We occasionally get a health care worker who takes our report of a resident and tries to turn it into a story about what a problem the resident is. Such commiseration is unprofessional and unappreciated. We cut them off. Dementia is what it is.

When you overhear someone in your congregation, book club, or family launch into a diatribe about how awful something is or how difficult, or how they just can’t understand, you are being invited to a Problem-Saturated whine fest. You might for a brief moment join them by thinking, “If you think your husband  is bad let me tell you about mine.” All of us have multiple substitutions for husbands. Mothers-in-law have been fair game since Cain and Abel (The Bible. Genesis 4).

Organizations and families may blunder into an atmosphere of problem-saturation. Emotional discharges will turn the air blue once permission is given. Transforming the tune of P-S tales becomes almost impossible short of a traumatic, public censure of the story tellers. The stories are addictive and close the book on the subject having any possible redemptive value.

I was visiting a couple and the wife informed me that she could barely sit in her pew and listen to that man. Just watching him walk you could see that he was blahblahblah.  For her, attending church had become an exciting opportunity to invent more nasty tales.

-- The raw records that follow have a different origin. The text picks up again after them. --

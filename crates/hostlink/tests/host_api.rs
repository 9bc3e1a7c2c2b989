//! Typed host commands over a scripted host.

use std::collections::HashSet;
use std::future::Future;

use serde_json::Value;
use serde_json::json;

use hostlink::Bridge;
use hostlink::BridgeConfig;
use hostlink::ChannelId;
use hostlink::HostApi;
use hostlink::HostEvent;
use hostlink::bridge;
use hostlink::commands::COMMANDS;
use hostlink::commands::GeneratorConfig;
use hostlink::commands::OpenLocation;
use hostlink::commands::PhraseData;
use hostlink::envelope::CommandEnvelope;
use hostlink::event::Token;
use hostlink::mock_transport::MockHost;

fn connect() -> (HostApi, MockHost) {
    let bridge = Bridge::new(BridgeConfig::default());
    let (transport, host) = MockHost::connect();
    bridge.attach(Box::new(transport)).expect("attach failed");
    (HostApi::new(bridge), host)
}

fn generator() -> GeneratorConfig {
    GeneratorConfig {
        characters: true,
        digits: true,
        punctuation: false,
        special: false,
        length: 24,
    }
}

/// Runs `call` while the host answers its single command with `answer`.
async fn exchange<T, F>(
    host: &mut MockHost,
    call: F,
    answer: impl FnOnce(&MockHost, &CommandEnvelope),
) -> (CommandEnvelope, T)
where
    F: Future<Output = T> + Send + 'static,
    T: Send + 'static,
{
    let task = tokio::spawn(call);
    let envelope = host.next_envelope().await.expect("no command sent");
    answer(host, &envelope);
    let result = task.await.expect("call task panicked");
    (envelope, result)
}

#[tokio::test]
async fn test_generate_mnemonic_phrase() -> anyhow::Result<()> {
    let (api, mut host) = connect();
    let client = api.clone();

    let (envelope, result) = exchange(
        &mut host,
        async move { client.generate_mnemonic_phrase(&generator()).await },
        |host, env| {
            host.resolve(env, json!({"phrase": ["abandon", "ability"], "password": "x7Kq"}));
        },
    )
    .await;

    assert_eq!(envelope.command, "generateMnemonicPhrase");
    assert_eq!(
        envelope.inner,
        vec![json!({"characters": true, "digits": true, "punctuation": false, "special": false, "length": 24})]
    );
    assert_eq!(
        result?,
        PhraseData {
            phrase: vec!["abandon".into(), "ability".into()],
            password: "x7Kq".into(),
        }
    );
    Ok(())
}

#[tokio::test]
async fn test_from_mnemonic_phrase_sends_positional_arguments() -> anyhow::Result<()> {
    let (api, mut host) = connect();
    let client = api.clone();
    let phrase: Vec<String> = vec!["zoo".into(), "zone".into()];

    let (envelope, result) = exchange(
        &mut host,
        async move { client.from_mnemonic_phrase(&phrase, &generator()).await },
        |host, env| host.resolve(env, json!({"phrase": ["zoo", "zone"], "password": "p"})),
    )
    .await;

    assert_eq!(envelope.command, "fromMnemonicPhrase");
    assert_eq!(envelope.inner.len(), 2);
    assert_eq!(envelope.inner[0], json!(["zoo", "zone"]));
    assert_eq!(result?.password, "p");
    Ok(())
}

#[tokio::test]
async fn test_unit_commands_accept_null() -> anyhow::Result<()> {
    let (api, mut host) = connect();
    let client = api.clone();

    let (envelope, result) = exchange(
        &mut host,
        async move { client.window_show_sys_menu(120, -4).await },
        |host, env| host.resolve(env, Value::Null),
    )
    .await;

    assert_eq!(envelope.command, "windowShowSysMenu");
    assert_eq!(envelope.inner, vec![json!(120), json!(-4)]);
    result?;
    Ok(())
}

#[tokio::test]
async fn test_config_round_trip() -> anyhow::Result<()> {
    let (api, mut host) = connect();
    let path: Vec<String> = ["globalConfig", "generalApp", "showOnStart"]
        .iter()
        .map(|s| s.to_string())
        .collect();

    let client = api.clone();
    let set_path = path.clone();
    let (set, result) = exchange(
        &mut host,
        async move { client.config_set_property(&set_path, &json!(true)).await },
        |host, env| host.resolve(env, Value::Null),
    )
    .await;
    result?;
    assert_eq!(set.command, "configSetProperty");
    assert_eq!(set.inner, vec![json!(path), json!(true)]);

    let client = api.clone();
    let (get, value) = exchange(
        &mut host,
        async move { client.config_get_property(&path).await },
        |host, env| host.resolve(env, Value::Null),
    )
    .await;
    assert_eq!(get.command, "configGetProperty");
    assert_eq!(value?, Value::Null);
    Ok(())
}

#[tokio::test]
async fn test_remote_rejection_surfaces() {
    let (api, mut host) = connect();
    let client = api.clone();

    let (_, result) = exchange(
        &mut host,
        async move { client.config_set_property(&[], &json!({})).await },
        |host, env| host.reject(env, json!("dottedPath musn't be empty")),
    )
    .await;

    match result {
        Err(bridge::Error::Remote(payload)) => assert_eq!(payload, json!("dottedPath musn't be empty")),
        other => panic!("expected rejection, got {:?}", other),
    }
}

#[tokio::test]
async fn test_wrong_result_shape_is_a_decode_error() {
    let (api, mut host) = connect();
    let client = api.clone();

    let (_, result) = exchange(
        &mut host,
        async move { client.config_is_file().await },
        |host, env| host.resolve(env, json!({"exists": true})),
    )
    .await;

    assert!(matches!(result, Err(bridge::Error::Decode(_))));
}

#[tokio::test]
async fn test_commands_before_attach_are_not_ready() {
    let api = HostApi::new(Bridge::new(BridgeConfig::default()));
    assert!(matches!(api.set_initialized().await, Err(bridge::Error::NotReady)));
}

#[test]
fn test_command_names_are_unique() {
    let unique: HashSet<_> = COMMANDS.iter().collect();
    assert_eq!(unique.len(), COMMANDS.len());
    assert!(COMMANDS.contains(&"windowSetTitle"));
    assert!(COMMANDS.contains(&"configObserveProperty"));
}

#[tokio::test]
async fn test_ui_events_decode_open_location() {
    let (api, mut host) = connect();
    let mut locations = api.ui_events();

    let envelope = host.next_envelope().await.expect("establishChannel");
    assert_eq!(envelope.inner[0], json!("ui-events"));
    let token: Token = serde_json::from_value(envelope.inner[1].clone()).expect("token");

    let id = ChannelId(json!([7, 7, 7, [0, 0, 0, 0, 0, 0, 0, 7]]));
    host.emit(HostEvent::Accept { token, accept_id: id.clone() });
    host.emit(HostEvent::Message { channel_id: id, data: json!("Retrieve"), resolver: None });

    let location = locations.recv().await.expect("location").expect("decoded");
    assert_eq!(location, OpenLocation::Retrieve);
}
//! # hostlink
//!
//! Client side of a web view to native host bridge. A single transport moves
//! one JSON string per message; on top of it this crate builds:
//!
//! - request/response correlation through pairs of numeric handles
//!   ([`handle::Registry`], [`bridge::Bridge::call`]), and
//! - host-initiated streaming channels identified by host-issued ids
//!   ([`channel::Channel`]), fed by a shared multicast event feed.
//!
//! ```ignore
//! let bridge = Bridge::new(BridgeConfig::from_env()?);
//! bridge.attach(Box::new(transport))?;
//!
//! let host = HostApi::new(bridge.clone());
//! let words = host.get_wordlist().await?;
//!
//! let mut window = host.window_events();
//! while let Some(event) = window.recv().await {
//!     println!("{:?}", event?);
//! }
//! ```

pub mod bridge;
pub mod channel;
pub mod commands;
pub mod config;
pub mod envelope;
pub mod event;
pub mod feed;
pub mod handle;
pub mod mock_transport;
pub mod transport;

pub use bridge::Bridge;
pub use channel::Channel;
pub use channel::ChannelState;
pub use channel::Subscription;
pub use commands::HostApi;
pub use config::BridgeConfig;
pub use event::ChannelId;
pub use event::HostEvent;
pub use transport::Transport;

I had several choices: silence which could be seen as consent, join the party and tell a problem-saturated story of my own, or argue with her. I chose to follow Matthew 18 which instructs us to go to the sister who has ticked us off and “show her fault.” If you get no satisfaction, find a third party who can provide accountability and attempt reconciliation. I asked the wife if she had spoken to the minister about her feelings.  I was soon ushered out of their home and the wife never spoke to me again.

The difficulty with Problem-Saturated Stories is that the teller rarely desires truth or accountability. He wants to diminish and whine. P-S stories put forward as fact what is simply a narrative of oft-repeated testimony by a biased witness.  Someone needs to step outside the circle, snap their fingers, and disrupt the trance of the P-S storyteller.  Someone needs to ask accountability questions and offer to accompany the tale bearer to a meeting with her subject.

Especially if the scandal has substance. So what? Do we keep piling on stones, or stand next to the scoundrel offering a hand and the energy to pull him out of the pit? If he hisses at us he has written the final chapter of the story, and our mouths are sealed. We are free to walk to the coffee shop and share celebrative stories of humor and warmth and love with our friends.

P.S. If you are a leader and want to learn more, read Margaret Wheatley’s book Turning to One Another.  “There is no power greater than a community discovering what it cares about. Ask, ‘What’s possible?’ not ‘What’s wrong?’ Keep asking. . . . Be brave enough to start a conversation that matters.”